How much of the Amazon is still unexplored?

Trekking through the dense, intact rainforest is not easy, so parts of the Amazon rainforest remain unexplored. No one knows exactly how much is unchartered, but technology is helping researchers to study these hard-to-reach areas.

Scientists flew a remote sensing device over part of the Bolivian Amazon, using a laser to map the land. Theimages, released last year, revealed the presence of two ancient settlements, complete with conical pyramids, earthen buildings and artificial terraces, surrounded by a network of raised causeways (pictured below). People probably lived in the areas around the terraces, and used the causeways to get around. There were also reservoirs and canals.

Two ancient settlements in the Amazon rainforest

The site confounds the prevailing narrative which dictates that before the Europeans arrived, the Amazon was a pristine wilderness, unchanged by the indigenous populations.

Instead, it’s now thought the land was modified by the Casarabe culture, who lived here between 500 and 1400 AD. It’s yet another reason to study and preserve the Amazon. Scientists now think there could many other lost cities just waiting to be found.

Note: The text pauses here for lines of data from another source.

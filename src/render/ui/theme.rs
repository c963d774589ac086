//! Color theme and styling definitions using ratatui colors
//!
//! The default theme follows the dark greys of the school browser's original
//! design; monochrome and high-contrast variants cover limited terminals.

use ratatui::style::{Color, Modifier, Style};
use serde::Deserialize;

/// Theme selectable from the command line or the config file.
#[derive(Debug, Clone, Copy, Default, PartialEq, Eq, Deserialize, clap::ValueEnum)]
#[serde(rename_all = "kebab-case")]
pub enum ThemeName {
    #[default]
    Dark,
    Monochrome,
    HighContrast,
}

/// Color theme for terminal UI elements
#[derive(Debug, Clone)]
pub struct ColorTheme {
    /// Screen background and normal text
    pub base: Style,

    /// Title bar at the top of the screen
    pub header: Style,

    /// School row
    pub row: Style,

    /// Row under the cursor
    pub selection: Style,

    /// VIEW / CLOSE / OK controls
    pub button: Style,

    /// Detail overlay box
    pub overlay: Style,

    /// School name inside the overlay
    pub overlay_title: Style,

    /// Labels and headings inside the overlay
    pub overlay_heading: Style,

    /// Alert box
    pub alert: Style,

    /// Status line
    pub status: Style,
}

impl Default for ColorTheme {
    fn default() -> Self {
        let background = Color::Rgb(0x12, 0x12, 0x12);
        let text = Color::Rgb(0xEA, 0xEA, 0xEA);
        Self {
            base: Style::default().fg(text).bg(background),
            header: Style::default()
                .fg(Color::Rgb(0xFD, 0xFD, 0xFD))
                .bg(Color::Rgb(0x24, 0x24, 0x24)),
            row: Style::default().fg(text).bg(Color::Rgb(0x42, 0x42, 0x42)),
            selection: Style::default()
                .fg(Color::Rgb(0x12, 0x12, 0x12))
                .bg(Color::Rgb(0xDE, 0xDE, 0xDE)),
            button: Style::default()
                .fg(Color::Rgb(0xDE, 0xDE, 0xDE))
                .bg(background)
                .add_modifier(Modifier::BOLD),
            overlay: Style::default()
                .fg(Color::Rgb(0xEE, 0xEE, 0xEE))
                .bg(Color::Rgb(0x95, 0x95, 0x95)),
            overlay_title: Style::default()
                .fg(Color::Rgb(0xFD, 0xFD, 0xFD))
                .bg(background),
            overlay_heading: Style::default().add_modifier(Modifier::BOLD),
            alert: Style::default().fg(Color::White).bg(Color::Red),
            status: Style::default()
                .fg(Color::Rgb(0xFD, 0xFD, 0xFD))
                .bg(Color::Rgb(0x24, 0x24, 0x24)),
        }
    }
}

impl ColorTheme {
    pub fn from_name(name: ThemeName) -> Self {
        match name {
            ThemeName::Dark => Self::default(),
            ThemeName::Monochrome => Self::monochrome(),
            ThemeName::HighContrast => Self::high_contrast(),
        }
    }

    /// Create a monochrome theme for terminals without color support
    pub fn monochrome() -> Self {
        let reversed = Style::default().add_modifier(Modifier::REVERSED);
        Self {
            base: Style::default(),
            header: reversed,
            row: Style::default(),
            selection: reversed,
            button: Style::default().add_modifier(Modifier::BOLD),
            overlay: Style::default(),
            overlay_title: reversed,
            overlay_heading: Style::default().add_modifier(Modifier::BOLD),
            alert: reversed,
            status: reversed,
        }
    }

    /// Create a high-contrast theme for accessibility
    pub fn high_contrast() -> Self {
        Self {
            base: Style::default().fg(Color::White).bg(Color::Black),
            header: Style::default().fg(Color::Black).bg(Color::White),
            row: Style::default().fg(Color::White).bg(Color::Black),
            selection: Style::default().fg(Color::Black).bg(Color::LightYellow),
            button: Style::default()
                .fg(Color::LightYellow)
                .bg(Color::Black)
                .add_modifier(Modifier::BOLD),
            overlay: Style::default().fg(Color::White).bg(Color::Blue),
            overlay_title: Style::default().fg(Color::Black).bg(Color::White),
            overlay_heading: Style::default()
                .fg(Color::LightYellow)
                .add_modifier(Modifier::BOLD),
            alert: Style::default().fg(Color::White).bg(Color::LightRed),
            status: Style::default().fg(Color::Black).bg(Color::White),
        }
    }
}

Can the Amazon rainforest be regrown?

It’s better not to cut it down in the first place, but given time, tropical rainforests can sometimes regenerate. According to one study of rainforests across three continents, soil takes around 10 years to regain its original status, plant and animal biodiversity takes around 60 years, and overall biomass takes around 120 years.

This is largely due to a phenomenon called ‘secondary succession’, where nearby pockets of forest and flora help to fuel new growth. Left alone, some tropical forests can achieve around three-quarters of their old-growth status in just 20 years.

It’s a better approach than planting new trees. The same study found that natural regeneration outperforms restoration planting in terms of biodiversity, recovering nutrients and mitigating climate change. This is only possible, however, if there is enough flora and fauna nearby to seed the change.

Brazil is home to around 60 per cent of the rainforest. It’s promising, then, that at the COP27 climate summit in Egypt’s Sharm El Sheikh, Brazil’s recently-elected president, Luiz Inácio Lula da Silva promised to stop all deforestation and degradation in the Amazon by 2030.